State how many lines in the entries below hold the string "ClassDescriptor", and give nothing besides that number.

[RECORDED DATA — start]

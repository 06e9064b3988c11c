use serde::Serialize;

use crate::config::SchemaFamily;

use super::types::ResolvedType;

/// Everything a renderer needs to emit one schema object's source file.
#[derive(Debug, Clone, Serialize)]
pub struct IntermediateModel {
    pub object_name: String,
    pub package: SchemaFamily,
    pub classes: Vec<ClassDescriptor>,
    pub enums: Vec<EnumDescriptor>,
}

impl IntermediateModel {
    pub fn new(object_name: impl Into<String>, package: SchemaFamily) -> Self {
        Self {
            object_name: object_name.into(),
            package,
            classes: Vec::new(),
            enums: Vec::new(),
        }
    }

    pub fn class(&self, name: &str) -> Option<&ClassDescriptor> {
        self.classes.iter().find(|c| c.name == name)
    }

    pub fn enumeration(&self, name: &str) -> Option<&EnumDescriptor> {
        self.enums.iter().find(|e| e.name == name)
    }
}

/// An object-typed schema definition.
#[derive(Debug, Clone, Serialize)]
pub struct ClassDescriptor {
    pub name: String,
    pub description: Comment,
    pub attrs: Vec<AttrDescriptor>,
}

impl ClassDescriptor {
    pub fn attr(&self, name: &str) -> Option<&AttrDescriptor> {
        self.attrs.iter().find(|a| a.name == name)
    }
}

/// One property of a class.
#[derive(Debug, Clone, Serialize)]
pub struct AttrDescriptor {
    /// Normalized target-language identifier.
    pub name: String,
    /// Property name exactly as it appears in the schema.
    pub raw_name: String,
    #[serde(rename = "type")]
    pub ty: ResolvedType,
    pub description: Comment,
}

/// A string enumeration definition.
#[derive(Debug, Clone, Serialize)]
pub struct EnumDescriptor {
    pub name: String,
    pub description: Comment,
    pub members: Vec<EnumMemberDescriptor>,
}

#[derive(Debug, Clone, Serialize)]
pub struct EnumMemberDescriptor {
    /// The literal enum value, verbatim.
    pub name: String,
    pub description: Comment,
}

/// Documentation text already wrapped into lines, without comment markers.
#[derive(Debug, Clone, Default, PartialEq, Eq, Serialize)]
#[serde(transparent)]
pub struct Comment {
    pub lines: Vec<String>,
}

impl Comment {
    pub fn single(line: impl Into<String>) -> Self {
        Self {
            lines: vec![line.into()],
        }
    }

    pub fn is_empty(&self) -> bool {
        self.lines.is_empty()
    }

    /// The comment as one space-joined sentence.
    pub fn text(&self) -> String {
        self.lines.join(" ")
    }

    /// Prefix every line with `marker` and join with newlines.
    pub fn render(&self, marker: &str) -> String {
        self.lines
            .iter()
            .map(|line| format!("{marker}{line}"))
            .collect::<Vec<_>>()
            .join("\n")
    }
}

[RECORDED DATA — finish]

### RESULT
4